Variant Creutzfeldt-Jakob disease was first identified in the United Kingdom 
in the mid-1990s. As of November 2006, worldwide there have been 200 vCJD 
cases: 164 patients in the United Kingdom, 21 in France, four in Ireland, 
three in the US (including the present case), two in the Netherlands and one 
each in Canada, Italy, Japan, Portugal, Saudi Arabia and Spain [4]. All 
patients, except 10 (including the present case) had lived either in the 
United Kingdom (170 cases) or in France (20 cases). Evidence so far 
indicates that the most probable source of infection in most cases was 
consumption of meat products contaminated with the prion agent causing BSE.
References:
1. Centers for Disease Control and Prevention. Confirmed Case of Variant 
Creutzfeldt Jakob Disease (vCJD) in the United States in a Patient from the 
Middle East. (http://www.cdc.gov/ncidod/dvrd/vcjd/other/vCJD_112906.htm)

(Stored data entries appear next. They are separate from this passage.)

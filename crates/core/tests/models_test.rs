use careslot_core::models::account::{Account, AccountRole};
use careslot_core::models::api::{CreatedResponse, StatusResponse};
use careslot_core::models::booking::{Booking, BookingStatus, CreateBookingRequest};
use careslot_core::models::provider::{Specialization, SpecializationOption};
use careslot_core::models::time_slot::{CreateTimeSlotRequest, SlotResponse, TimeSlot};
use chrono::Utc;
use pretty_assertions::assert_eq;
use rstest::rstest;
use serde_json::{from_str, json, to_string, to_value};
use uuid::Uuid;

#[test]
fn test_account_serialization() {
    let account = Account {
        id: Uuid::new_v4(),
        username: "alice_k".to_string(),
        email: "alice.kim@mail.com".to_string(),
        first_name: "Alice".to_string(),
        last_name: "Kim".to_string(),
        role: AccountRole::Patient,
        created_at: Utc::now(),
    };

    let json = to_string(&account).expect("Failed to serialize account");
    let deserialized: Account = from_str(&json).expect("Failed to deserialize account");

    assert_eq!(deserialized.id, account.id);
    assert_eq!(deserialized.username, account.username);
    assert_eq!(deserialized.role, account.role);
    assert_eq!(deserialized.created_at, account.created_at);
}

#[test]
fn test_account_full_name() {
    let account = Account {
        id: Uuid::new_v4(),
        username: "dr_smith".to_string(),
        email: "dr_smith@clinic.com".to_string(),
        first_name: "John".to_string(),
        last_name: "Smith".to_string(),
        role: AccountRole::Provider,
        created_at: Utc::now(),
    };

    assert_eq!(account.full_name(), "John Smith");
}

#[test]
fn test_account_role_wire_format() {
    assert_eq!(to_value(AccountRole::Patient).unwrap(), json!("patient"));
    assert_eq!(to_value(AccountRole::Provider).unwrap(), json!("provider"));
    assert_eq!("provider".parse::<AccountRole>().unwrap(), AccountRole::Provider);
    assert!("admin".parse::<AccountRole>().is_err());
}

#[test]
fn test_time_slot_serialization() {
    let start_time = Utc::now();
    let time_slot = TimeSlot {
        id: Uuid::new_v4(),
        provider_id: Uuid::new_v4(),
        start_time,
        end_time: start_time + chrono::Duration::minutes(30),
        is_booked: false,
        created_at: Utc::now(),
    };

    let json = to_string(&time_slot).expect("Failed to serialize time slot");
    let deserialized: TimeSlot = from_str(&json).expect("Failed to deserialize time slot");

    assert_eq!(deserialized.id, time_slot.id);
    assert_eq!(deserialized.provider_id, time_slot.provider_id);
    assert_eq!(deserialized.start_time, time_slot.start_time);
    assert_eq!(deserialized.end_time, time_slot.end_time);
    assert_eq!(deserialized.is_booked, time_slot.is_booked);
}

#[test]
fn test_booking_serialization() {
    let booking = Booking {
        id: Uuid::new_v4(),
        client_id: Uuid::new_v4(),
        slot_id: Uuid::new_v4(),
        status: BookingStatus::Confirmed,
        created_at: Utc::now(),
    };

    let json = to_string(&booking).expect("Failed to serialize booking");
    let deserialized: Booking = from_str(&json).expect("Failed to deserialize booking");

    assert_eq!(deserialized.id, booking.id);
    assert_eq!(deserialized.client_id, booking.client_id);
    assert_eq!(deserialized.slot_id, booking.slot_id);
    assert_eq!(deserialized.status, booking.status);
}

#[rstest]
#[case(BookingStatus::Confirmed, "confirmed")]
#[case(BookingStatus::Pending, "pending")]
#[case(BookingStatus::Cancelled, "cancelled")]
fn test_booking_status_wire_format(#[case] status: BookingStatus, #[case] wire: &str) {
    assert_eq!(to_value(status).unwrap(), json!(wire));
    assert_eq!(wire.parse::<BookingStatus>().unwrap(), status);
    assert_eq!(status.to_string(), wire);
}

#[test]
fn test_booking_status_defaults_to_pending() {
    assert_eq!(BookingStatus::default(), BookingStatus::Pending);
}

#[rstest]
#[case(Specialization::Cardiologist, "cardiologist", "Cardiologist")]
#[case(Specialization::Dermatologist, "dermatologist", "Dermatologist")]
#[case(Specialization::Gynecologist, "gynecologist", "Gynecologist")]
#[case(Specialization::Dentist, "dentist", "Dentist")]
#[case(Specialization::Therapist, "therapist", "Therapist")]
#[case(Specialization::Pediatrician, "pediatrician", "Pediatrician")]
fn test_specialization_wire_and_label(
    #[case] spec: Specialization,
    #[case] wire: &str,
    #[case] label: &str,
) {
    assert_eq!(to_value(spec).unwrap(), json!(wire));
    assert_eq!(spec.as_str(), wire);
    assert_eq!(spec.label(), label);
}

#[test]
fn test_specialization_parse_is_case_insensitive() {
    assert_eq!(
        "Cardiologist".parse::<Specialization>().unwrap(),
        Specialization::Cardiologist
    );
    assert_eq!(
        "DENTIST".parse::<Specialization>().unwrap(),
        Specialization::Dentist
    );
    assert!("surgeon".parse::<Specialization>().is_err());
}

#[test]
fn test_specialization_defaults_to_therapist() {
    assert_eq!(Specialization::default(), Specialization::Therapist);
}

#[test]
fn test_specialization_all_covers_the_fixed_enumeration() {
    assert_eq!(Specialization::ALL.len(), 6);
    let options: Vec<SpecializationOption> =
        Specialization::ALL.iter().map(|s| (*s).into()).collect();
    assert_eq!(options[0].value, "cardiologist");
    assert_eq!(options[0].label, "Cardiologist");
}

#[test]
fn test_slot_response_shape_matches_api_contract() {
    let start_time = Utc::now();
    let response = SlotResponse {
        id: Uuid::new_v4(),
        provider_id: Uuid::new_v4(),
        provider: "dr_smith".to_string(),
        start_time,
        end_time: start_time + chrono::Duration::minutes(30),
        is_booked: true,
    };

    let value = to_value(&response).unwrap();
    assert!(value.get("id").is_some());
    assert!(value.get("provider_id").is_some());
    assert!(value.get("provider").is_some());
    assert_eq!(value.get("is_booked"), Some(&json!(true)));
}

#[test]
fn test_create_requests_deserialize_from_json_bodies() {
    let provider_id = Uuid::new_v4();
    let body = json!({
        "provider_id": provider_id,
        "start_time": "2026-08-07T09:00:00Z",
        "end_time": "2026-08-07T09:30:00Z"
    })
    .to_string();
    let request: CreateTimeSlotRequest = from_str(&body).unwrap();
    assert_eq!(request.provider_id, provider_id);
    assert!(request.end_time > request.start_time);

    let client_id = Uuid::new_v4();
    let slot_id = Uuid::new_v4();
    let body = json!({ "client_id": client_id, "slot_id": slot_id }).to_string();
    let request: CreateBookingRequest = from_str(&body).unwrap();
    assert_eq!(request.client_id, client_id);
    assert_eq!(request.slot_id, slot_id);
}

#[test]
fn test_api_envelopes() {
    let id = Uuid::new_v4();
    let created = CreatedResponse::new(id);
    assert_eq!(created.id, id);
    assert_eq!(created.status, "created");

    let updated = StatusResponse::new("updated");
    assert_eq!(to_value(&updated).unwrap(), json!({ "status": "updated" }));
}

2. Belay ED, Sejvar JJ, Shieh W-J, Wiersma ST, Zou W-Q, Gambetti P, Hunter 
S, Maddox RA, Crockett L, Zaki SR, Schonberger LB. Variant Creutzfeldt-Jakob 
disease death, United States. Emerg Infect Dis 2005, 11 (9):1351-1354.
3. European Food Safety Authority . Geographical BSE Risk (GBR) assessments 
covering 2000-2006. List of countries and their GBR level of risk as 
assessed by the Scientific Steering Committee and the (EFSA). 1 August 2006. 
(http://www.efsa.europa.eu/etc/medialib/efsa/science/tse_assessments/gbr_assessments/summary_list_countries.Par.0001.File.dat/GBR_assessments_table_Overview_assessed_countries_2002-2006.pdf)
4. Variant Creuzfeldt-Jakob disease. Current data - December 2006.